Andy had been trying hard to isolate himself over the last few months in a misguided attempt to spare his friends and family the pain of seeing his declining health and inevitable passing. Yet, we began to talk and email everyday. Life threw a couple of surprises at us, not the least of which was an affection that quickly bloomed into something more precious. Neither of us had intended to deepen the relationship beyond what it had always been, yet it happened in spite of our intentions. We’d both isolated ourselves for a long time, nursing old heartbreaks and fearful of exposing tender scars to potential new pain. Still, we found ourselves making plans to spend whatever remaining time he had together.
He came to visit on Friday, flying across the country to be there for me on an important day. Always full of surprises, he came with a friend and asked if I would consider a hand fasting until we could “make it legal”. Friday was a very good day, one that I could never have predicted a few weeks ago. We were hand fasted in a quiet park among the oak and holly trees on a perfect autumn afternoon. The smile never left his face in the few hours that he was here and in spite of an uncertain future, we were both happy.
The plan was that he would take care of some personal business and return here in mid-November to stay… for good. Whatever came our way, we’d find a way to cope with it. It was important to him to be near me and for me, the only thing that mattered that this dear sweet man not go through life alone. We made plans, knowing that they might be short-lived or change rapidly without notice. We both knew there wouldn’t be a happily ever after, but as he’d put it, we were both content to have a “happily right now”.
Andy passed away Saturday afternoon. According to his friend, the flight back had been rough. Andy suffered from seizures as a result of his illness and had a mild one while traveling. Sometime during the drive home from the airport, he slipped into unconsciousness and never woke again. I had not planned to mourn for him, yet I grieve his loss in ways that I didn’t think was possible.

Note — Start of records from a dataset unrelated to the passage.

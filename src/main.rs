//src/main.rs

use std::time::Duration;

use axum::{
    routing::{get, post, put},
    Router,
};
use tokio::net::TcpListener;
use tracing_subscriber::EnvFilter;
use utoipa::OpenApi;
use utoipa_swagger_ui::SwaggerUi;

// Declaração dos nossos módulos
mod common;
mod config;
mod db;
mod docs;
mod handlers;
mod middleware;
mod models;
mod services;

// Importações principais
use crate::config::{AppConfig, AppState};
use crate::docs::ApiDoc;
use crate::handlers::booking;

// Intervalo da varredura de sessões abandonadas do funil
const SESSION_SWEEP_EVERY: Duration = Duration::from_secs(60);

/// Monta o router completo. Fica fora do `main` para os testes usarem sem banco.
pub fn app(app_state: AppState) -> Router {
    // Rotas públicas do portal de agendamento (sem login de usuário do painel)
    let public_routes = Router::new()
        .route("/api/public/{slug}", get(booking::get_tenant))
        .route("/api/public/{slug}/services", get(booking::list_services))
        .route("/api/public/{slug}/employees", get(booking::list_employees))
        .route("/api/public/{slug}/slots", get(booking::list_slots))
        .route("/api/public/{slug}/sessions", post(booking::open_session))
        .route("/api/public/{slug}/sessions/{id}", get(booking::get_session))
        .route(
            "/api/public/{slug}/sessions/{id}/service",
            put(booking::select_service),
        )
        .route(
            "/api/public/{slug}/sessions/{id}/employee",
            put(booking::select_employee),
        )
        .route("/api/public/{slug}/sessions/{id}/date", put(booking::select_date))
        .route("/api/public/{slug}/sessions/{id}/time", put(booking::select_time))
        .route(
            "/api/public/{slug}/sessions/{id}/payment-method",
            put(booking::select_payment_method),
        )
        .route(
            "/api/public/{slug}/sessions/{id}/identity/lookup",
            post(booking::lookup_identity),
        )
        .route(
            "/api/public/{slug}/sessions/{id}/identity/login",
            post(booking::login),
        )
        .route(
            "/api/public/{slug}/sessions/{id}/identity/register",
            post(booking::register),
        )
        .route("/api/public/{slug}/sessions/{id}/next", post(booking::next_step))
        .route("/api/public/{slug}/sessions/{id}/back", post(booking::previous_step));

    // Combina tudo no router principal
    Router::new()
        .route("/api/health", get(|| async { "OK" }))
        .merge(public_routes)
        // Documentação interativa da API pública
        .merge(SwaggerUi::new("/swagger-ui").url("/api-docs/openapi.json", ApiDoc::openapi()))
        .with_state(app_state)
}

#[tokio::main]
async fn main() -> anyhow::Result<()> {
    // Inicializa o logger; RUST_LOG sobrescreve o nível padrão
    tracing_subscriber::fmt()
        .with_env_filter(
            EnvFilter::try_from_default_env().unwrap_or_else(|_| EnvFilter::new("info")),
        )
        .with_target(false)
        .compact()
        .init();

    // Se a configuração falhar, a aplicação não deve iniciar.
    let config = AppConfig::from_env()?;
    let db_pool = AppState::connect(&config).await?;

    // Faz o app rodar as migrações do SQLx na inicialização
    sqlx::migrate!().run(&db_pool).await?;
    tracing::info!("✅ Migrações do banco de dados executadas com sucesso!");

    let app_state = AppState::from_pool(db_pool, &config);
    app_state.sessions.clone().spawn_sweeper(SESSION_SWEEP_EVERY);

    // Inicia o servidor
    let listener = TcpListener::bind(&config.app_addr).await?;
    tracing::info!("🚀 Servidor escutando em {}", listener.local_addr()?);
    axum::serve(listener, app(app_state)).await?;

    Ok(())
}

Nothing has gone as planned lately and I will blatantly disregard Andy’s plan to slip away with no fanfare, no funeral service, not even an obituary. He wanted to pass quietly and unnoticed. However, I will celebrate his life and ask my friends to celebrate with me and honor his memory by burning a white candle for him. Andy was 36 years old, an elementary school teacher who served as a volunteer fire-fighter and literacy advocate. His own troubles never took priority and he could always be counted on for kind words, a genuine smile, and a helping hand. A once bright light has been extinguished and the world is a little bit darker for it. He will be missed.